BEGIN
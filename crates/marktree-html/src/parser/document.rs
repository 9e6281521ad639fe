//! The document parser: open-tag stack, insertion point and back-fill.

use marktree_dom::{NodeId, TagNode, TagTree};

use super::handler::{HandlerRegistry, TagHandler};
use super::tag::{parse_closing_tag, parse_opening_tag};
use crate::error::ParseError;
use crate::scanner::Scanner;

/// Turns markup text into a [`TagTree`] in a single pass.
///
/// The parser itself only holds configuration (the custom handler registry);
/// each [`HtmlParser::parse`] call gets its own scanner, tree and open-tag
/// stack, so one parser can be reused for many documents.
#[derive(Debug, Default)]
pub struct HtmlParser {
    handlers: HandlerRegistry,
}

impl HtmlParser {
    /// A parser with no custom handlers.
    #[must_use]
    pub fn new() -> Self {
        Self::default()
    }

    /// A parser using an already populated registry.
    #[must_use]
    pub const fn with_handlers(handlers: HandlerRegistry) -> Self {
        Self { handlers }
    }

    /// Builder form of [`HtmlParser::add_custom_handler`].
    #[must_use]
    pub fn with_handler<F>(mut self, tag_name: &str, handler: F) -> Self
    where
        F: Fn(&mut Scanner<'_>) -> Result<TagNode, ParseError> + 'static,
    {
        self.add_custom_handler(tag_name, handler);
        self
    }

    /// Take over parsing of every `<tag_name ...>` opening tag.
    ///
    /// Matching is exact and case-sensitive. A later registration for the same
    /// name replaces the earlier one; blank names are ignored.
    pub fn add_custom_handler<F>(&mut self, tag_name: &str, handler: F)
    where
        F: Fn(&mut Scanner<'_>) -> Result<TagNode, ParseError> + 'static,
    {
        let handler: Box<dyn TagHandler> = Box::new(handler);
        let _stored = self.handlers.insert(tag_name, handler);
    }

    /// The registered custom handlers.
    #[must_use]
    pub const fn handlers(&self) -> &HandlerRegistry {
        &self.handlers
    }

    /// Parse `input` into a tree whose roots are the top-level tags.
    ///
    /// Comments and `<!DOCTYPE ...>` declarations are skipped. Text outside
    /// of any tag is dropped.
    ///
    /// # Errors
    ///
    /// Returns the first structural problem found; no partial tree is kept.
    pub fn parse(&self, input: &str) -> Result<TagTree, ParseError> {
        DocumentBuilder::new(input, &self.handlers).run()
    }
}

/// A tag on the open-tag stack.
#[derive(Debug)]
struct OpenTag {
    name: String,
    id: NodeId,
    inner_start: Option<usize>,
}

/// Per-call parse state. The top of `open_tags` is the current insertion
/// point; with an empty stack new tags become roots.
struct DocumentBuilder<'a, 'h> {
    scanner: Scanner<'a>,
    handlers: &'h HandlerRegistry,
    tree: TagTree,
    open_tags: Vec<OpenTag>,
}

impl<'a, 'h> DocumentBuilder<'a, 'h> {
    fn new(input: &'a str, handlers: &'h HandlerRegistry) -> Self {
        Self {
            scanner: Scanner::new(input),
            handlers,
            tree: TagTree::new(),
            open_tags: Vec::new(),
        }
    }

    fn run(mut self) -> Result<TagTree, ParseError> {
        loop {
            self.scanner.skip_whitespace();
            if self.scanner.is_eof() {
                break;
            }

            if self.scanner.current() != Some('<') {
                self.text();
            } else if self.scanner.starts_with("<!--") {
                self.skip_comment()?;
            } else if self.scanner.starts_with("<!DOCTYPE") {
                self.skip_doctype()?;
            } else if self.scanner.peek_next() == Some('/') {
                self.close_tag()?;
            } else {
                self.open_tag()?;
            }
        }

        if let Some(open) = self.open_tags.last() {
            return Err(ParseError::UnclosedTag {
                name: open.name.clone(),
                position: self.tree[open.id].position,
            });
        }
        Ok(self.tree)
    }

    fn skip_comment(&mut self) -> Result<(), ParseError> {
        let position = self.scanner.position();
        let _ = self.scanner.consume_until_str("-->");
        if !self.scanner.match_str("-->") {
            return Err(ParseError::UnclosedComment { position });
        }
        Ok(())
    }

    fn skip_doctype(&mut self) -> Result<(), ParseError> {
        let position = self.scanner.position();
        let _ = self.scanner.consume_until(|c| c == '>');
        if !self.scanner.match_char('>') {
            return Err(ParseError::UnclosedDoctype { position });
        }
        Ok(())
    }

    fn open_tag(&mut self) -> Result<(), ParseError> {
        let opening = parse_opening_tag(&mut self.scanner, self.handlers)?;
        let is_self_closing = opening.node.is_self_closing;
        let id = self.tree.alloc(opening.node);

        match self.open_tags.last() {
            Some(parent) => self.tree.append_child(parent.id, id),
            None => self.tree.push_root(id),
        }

        if !is_self_closing {
            self.open_tags.push(OpenTag {
                name: self.tree[id].name.clone(),
                id,
                inner_start: opening.inner_start,
            });
        }
        Ok(())
    }

    fn close_tag(&mut self) -> Result<(), ParseError> {
        let position = self.scanner.position();
        if self.open_tags.is_empty() {
            return Err(ParseError::SuperfluousClosingTag { position });
        }

        let found = parse_closing_tag(&mut self.scanner)?;

        let Some(open) = self.open_tags.pop() else {
            return Err(ParseError::SuperfluousClosingTag { position });
        };

        if open.name != found {
            return Err(ParseError::MismatchedClosingTag {
                expected: open.name,
                found: found.to_string(),
                position,
            });
        }

        if let Some(start) = open.inner_start
            && start < position.offset
        {
            let markup = self.scanner.slice(start, position.offset).trim().to_string();
            if let Some(node) = self.tree.get_mut(open.id) {
                node.inner_markup = markup;
            }
        }
        Ok(())
    }

    fn text(&mut self) {
        let text = self.scanner.consume_until(|c| c == '<').trim();
        if text.is_empty() {
            return;
        }
        if let Some(open) = self.open_tags.last()
            && let Some(node) = self.tree.get_mut(open.id)
        {
            node.inner_text.push_str(text);
        }
    }
}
END
▸ **EXERCISE**:
Your answer must consist of every line in the listing that contains "DocumentBuilder".

▸ **EXERCISE RESULT**:
        DocumentBuilder::new(input, &self.handlers).run()
struct DocumentBuilder<'a, 'h> {
impl<'a, 'h> DocumentBuilder<'a, 'h> {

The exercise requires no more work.